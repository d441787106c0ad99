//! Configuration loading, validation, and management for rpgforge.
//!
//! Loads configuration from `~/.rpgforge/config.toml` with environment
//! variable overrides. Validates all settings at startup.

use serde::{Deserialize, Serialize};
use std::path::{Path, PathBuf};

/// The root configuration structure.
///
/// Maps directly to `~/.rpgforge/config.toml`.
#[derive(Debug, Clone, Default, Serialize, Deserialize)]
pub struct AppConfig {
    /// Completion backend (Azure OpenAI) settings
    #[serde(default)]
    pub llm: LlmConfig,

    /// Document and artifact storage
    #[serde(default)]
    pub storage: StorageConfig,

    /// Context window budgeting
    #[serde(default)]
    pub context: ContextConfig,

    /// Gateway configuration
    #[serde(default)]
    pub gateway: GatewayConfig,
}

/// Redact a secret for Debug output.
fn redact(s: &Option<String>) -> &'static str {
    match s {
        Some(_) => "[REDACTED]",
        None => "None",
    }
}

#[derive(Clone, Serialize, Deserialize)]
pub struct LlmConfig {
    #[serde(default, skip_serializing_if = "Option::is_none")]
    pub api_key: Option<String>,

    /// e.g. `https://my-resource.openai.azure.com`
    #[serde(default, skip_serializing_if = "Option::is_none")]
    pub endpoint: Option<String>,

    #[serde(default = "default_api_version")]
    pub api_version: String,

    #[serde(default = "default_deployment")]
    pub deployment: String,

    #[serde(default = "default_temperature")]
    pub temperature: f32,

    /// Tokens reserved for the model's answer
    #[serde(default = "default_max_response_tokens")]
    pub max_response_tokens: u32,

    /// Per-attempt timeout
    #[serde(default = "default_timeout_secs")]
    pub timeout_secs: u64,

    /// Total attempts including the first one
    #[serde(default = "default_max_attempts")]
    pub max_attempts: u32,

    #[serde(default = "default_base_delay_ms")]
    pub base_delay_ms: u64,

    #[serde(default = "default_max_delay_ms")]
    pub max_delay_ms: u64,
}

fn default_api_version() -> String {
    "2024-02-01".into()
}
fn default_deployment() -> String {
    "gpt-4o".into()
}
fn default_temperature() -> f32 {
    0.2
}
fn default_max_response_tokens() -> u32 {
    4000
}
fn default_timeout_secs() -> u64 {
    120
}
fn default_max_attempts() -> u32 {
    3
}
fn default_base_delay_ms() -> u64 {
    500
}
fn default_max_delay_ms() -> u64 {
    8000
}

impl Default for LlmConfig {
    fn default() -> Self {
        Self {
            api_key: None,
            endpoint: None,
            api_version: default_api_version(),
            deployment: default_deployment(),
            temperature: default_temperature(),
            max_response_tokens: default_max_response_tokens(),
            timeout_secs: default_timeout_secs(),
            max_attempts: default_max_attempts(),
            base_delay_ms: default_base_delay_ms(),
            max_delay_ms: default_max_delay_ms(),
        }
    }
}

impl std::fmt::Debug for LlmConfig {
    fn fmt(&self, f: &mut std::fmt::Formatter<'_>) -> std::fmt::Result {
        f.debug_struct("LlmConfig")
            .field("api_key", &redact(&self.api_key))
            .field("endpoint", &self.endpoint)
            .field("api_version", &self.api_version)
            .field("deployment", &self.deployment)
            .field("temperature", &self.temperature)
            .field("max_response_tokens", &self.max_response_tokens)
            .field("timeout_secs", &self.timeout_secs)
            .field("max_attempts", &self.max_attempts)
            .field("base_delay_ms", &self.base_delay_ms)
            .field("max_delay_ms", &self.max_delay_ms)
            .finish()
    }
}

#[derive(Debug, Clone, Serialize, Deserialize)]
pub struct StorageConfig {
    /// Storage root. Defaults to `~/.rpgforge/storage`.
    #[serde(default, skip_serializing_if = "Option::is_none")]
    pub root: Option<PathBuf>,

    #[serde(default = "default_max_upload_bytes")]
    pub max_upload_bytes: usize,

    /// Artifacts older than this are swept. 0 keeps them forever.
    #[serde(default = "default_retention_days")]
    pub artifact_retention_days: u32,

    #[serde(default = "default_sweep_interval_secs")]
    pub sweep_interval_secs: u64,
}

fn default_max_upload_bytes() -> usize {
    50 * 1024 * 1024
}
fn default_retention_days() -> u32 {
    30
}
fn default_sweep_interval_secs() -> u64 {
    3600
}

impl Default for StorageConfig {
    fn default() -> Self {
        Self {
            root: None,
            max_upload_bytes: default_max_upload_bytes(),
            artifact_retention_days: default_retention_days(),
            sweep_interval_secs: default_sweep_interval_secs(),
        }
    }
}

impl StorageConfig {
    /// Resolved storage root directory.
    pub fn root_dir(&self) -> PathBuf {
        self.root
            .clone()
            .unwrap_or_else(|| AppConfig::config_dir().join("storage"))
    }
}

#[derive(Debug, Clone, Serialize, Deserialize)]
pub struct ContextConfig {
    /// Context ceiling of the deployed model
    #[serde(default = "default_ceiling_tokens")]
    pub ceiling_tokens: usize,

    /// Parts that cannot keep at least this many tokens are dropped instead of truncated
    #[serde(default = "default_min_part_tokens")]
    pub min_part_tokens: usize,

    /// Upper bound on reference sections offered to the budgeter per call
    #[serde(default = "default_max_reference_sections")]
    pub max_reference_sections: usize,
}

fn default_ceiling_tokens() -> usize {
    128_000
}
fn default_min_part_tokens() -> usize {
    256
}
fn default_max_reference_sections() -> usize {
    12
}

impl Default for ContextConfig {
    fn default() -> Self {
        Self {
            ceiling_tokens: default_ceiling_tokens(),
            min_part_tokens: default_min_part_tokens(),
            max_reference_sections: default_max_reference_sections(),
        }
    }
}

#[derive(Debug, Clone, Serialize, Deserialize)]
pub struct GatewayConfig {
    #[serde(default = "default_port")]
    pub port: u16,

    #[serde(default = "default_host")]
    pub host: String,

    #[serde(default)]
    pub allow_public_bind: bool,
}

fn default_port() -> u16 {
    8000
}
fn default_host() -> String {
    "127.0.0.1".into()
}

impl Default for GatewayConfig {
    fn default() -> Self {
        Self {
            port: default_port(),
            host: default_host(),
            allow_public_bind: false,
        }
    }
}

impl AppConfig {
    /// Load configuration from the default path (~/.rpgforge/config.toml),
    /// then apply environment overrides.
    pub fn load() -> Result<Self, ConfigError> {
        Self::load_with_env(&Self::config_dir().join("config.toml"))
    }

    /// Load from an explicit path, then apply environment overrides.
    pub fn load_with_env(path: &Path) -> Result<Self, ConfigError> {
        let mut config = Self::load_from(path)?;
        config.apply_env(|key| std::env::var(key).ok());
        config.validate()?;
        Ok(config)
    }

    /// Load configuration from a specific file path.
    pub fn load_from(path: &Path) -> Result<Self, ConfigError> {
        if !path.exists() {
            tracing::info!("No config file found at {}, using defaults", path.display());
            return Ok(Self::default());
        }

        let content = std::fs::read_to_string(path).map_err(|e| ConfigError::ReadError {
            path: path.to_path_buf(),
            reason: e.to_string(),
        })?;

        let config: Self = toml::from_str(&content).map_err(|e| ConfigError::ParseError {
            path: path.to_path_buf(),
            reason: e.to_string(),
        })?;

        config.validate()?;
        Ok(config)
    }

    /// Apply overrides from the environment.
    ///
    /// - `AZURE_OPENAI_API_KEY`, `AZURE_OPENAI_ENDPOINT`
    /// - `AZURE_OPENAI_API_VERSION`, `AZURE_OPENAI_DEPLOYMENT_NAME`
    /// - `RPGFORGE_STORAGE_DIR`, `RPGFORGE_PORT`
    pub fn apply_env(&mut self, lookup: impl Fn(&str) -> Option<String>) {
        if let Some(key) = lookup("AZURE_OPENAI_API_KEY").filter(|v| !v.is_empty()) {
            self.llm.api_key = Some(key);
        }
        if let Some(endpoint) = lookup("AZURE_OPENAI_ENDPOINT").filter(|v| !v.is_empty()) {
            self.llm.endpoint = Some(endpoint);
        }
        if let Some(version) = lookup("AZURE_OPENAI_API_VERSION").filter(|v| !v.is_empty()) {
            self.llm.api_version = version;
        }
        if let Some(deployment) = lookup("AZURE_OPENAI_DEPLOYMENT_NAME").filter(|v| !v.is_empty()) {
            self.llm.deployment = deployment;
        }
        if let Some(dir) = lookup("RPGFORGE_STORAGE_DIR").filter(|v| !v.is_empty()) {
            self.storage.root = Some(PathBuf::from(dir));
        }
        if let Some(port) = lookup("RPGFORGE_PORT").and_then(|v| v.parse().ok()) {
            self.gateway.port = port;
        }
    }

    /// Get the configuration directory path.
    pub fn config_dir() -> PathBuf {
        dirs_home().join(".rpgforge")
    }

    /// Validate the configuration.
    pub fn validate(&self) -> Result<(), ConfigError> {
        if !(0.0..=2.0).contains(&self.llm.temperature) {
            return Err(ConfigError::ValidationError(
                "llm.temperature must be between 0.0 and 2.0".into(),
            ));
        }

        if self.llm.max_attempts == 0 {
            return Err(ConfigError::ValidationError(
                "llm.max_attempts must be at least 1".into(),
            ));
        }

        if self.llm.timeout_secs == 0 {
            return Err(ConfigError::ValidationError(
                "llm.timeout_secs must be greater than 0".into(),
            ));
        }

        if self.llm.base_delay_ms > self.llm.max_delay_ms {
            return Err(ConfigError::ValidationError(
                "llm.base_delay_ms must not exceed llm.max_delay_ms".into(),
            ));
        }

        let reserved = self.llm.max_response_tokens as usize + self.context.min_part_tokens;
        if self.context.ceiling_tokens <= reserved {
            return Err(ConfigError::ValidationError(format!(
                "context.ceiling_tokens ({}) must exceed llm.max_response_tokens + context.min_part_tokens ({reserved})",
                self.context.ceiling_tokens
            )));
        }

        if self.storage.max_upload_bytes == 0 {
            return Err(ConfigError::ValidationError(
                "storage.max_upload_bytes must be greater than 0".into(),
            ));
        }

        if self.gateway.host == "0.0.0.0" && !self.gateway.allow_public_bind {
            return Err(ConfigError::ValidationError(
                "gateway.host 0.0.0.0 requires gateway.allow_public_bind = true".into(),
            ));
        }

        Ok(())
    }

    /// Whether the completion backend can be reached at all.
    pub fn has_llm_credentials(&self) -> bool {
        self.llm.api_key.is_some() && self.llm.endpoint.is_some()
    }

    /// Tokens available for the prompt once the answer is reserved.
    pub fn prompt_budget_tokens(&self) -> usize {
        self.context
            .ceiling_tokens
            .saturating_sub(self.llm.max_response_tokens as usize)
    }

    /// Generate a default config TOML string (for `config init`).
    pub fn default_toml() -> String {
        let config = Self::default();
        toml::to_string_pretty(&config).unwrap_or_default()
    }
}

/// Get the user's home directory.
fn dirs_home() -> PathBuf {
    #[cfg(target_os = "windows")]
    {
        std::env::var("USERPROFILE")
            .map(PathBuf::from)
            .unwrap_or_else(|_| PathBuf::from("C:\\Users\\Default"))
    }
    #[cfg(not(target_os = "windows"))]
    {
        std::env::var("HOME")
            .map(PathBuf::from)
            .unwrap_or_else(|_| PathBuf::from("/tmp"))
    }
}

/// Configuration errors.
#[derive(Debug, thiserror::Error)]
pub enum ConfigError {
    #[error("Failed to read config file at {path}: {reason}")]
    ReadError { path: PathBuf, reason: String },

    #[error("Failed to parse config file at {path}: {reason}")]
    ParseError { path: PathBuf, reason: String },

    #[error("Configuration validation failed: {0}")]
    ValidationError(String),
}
────
*Exercise instructions*
An exact copy of the lines above, from the one containing "Loads configuration from" down to the one containing "#[derive(Debug, Clone, Default, Serialize, Deserialize)]" and including both, is the whole answer; retype it and nothing else.

*Your response*
//! Loads configuration from `~/.rpgforge/config.toml` with environment
//! variable overrides. Validates all settings at startup.

use serde::{Deserialize, Serialize};
use std::path::{Path, PathBuf};

/// The root configuration structure.
///
/// Maps directly to `~/.rpgforge/config.toml`.
#[derive(Debug, Clone, Default, Serialize, Deserialize)]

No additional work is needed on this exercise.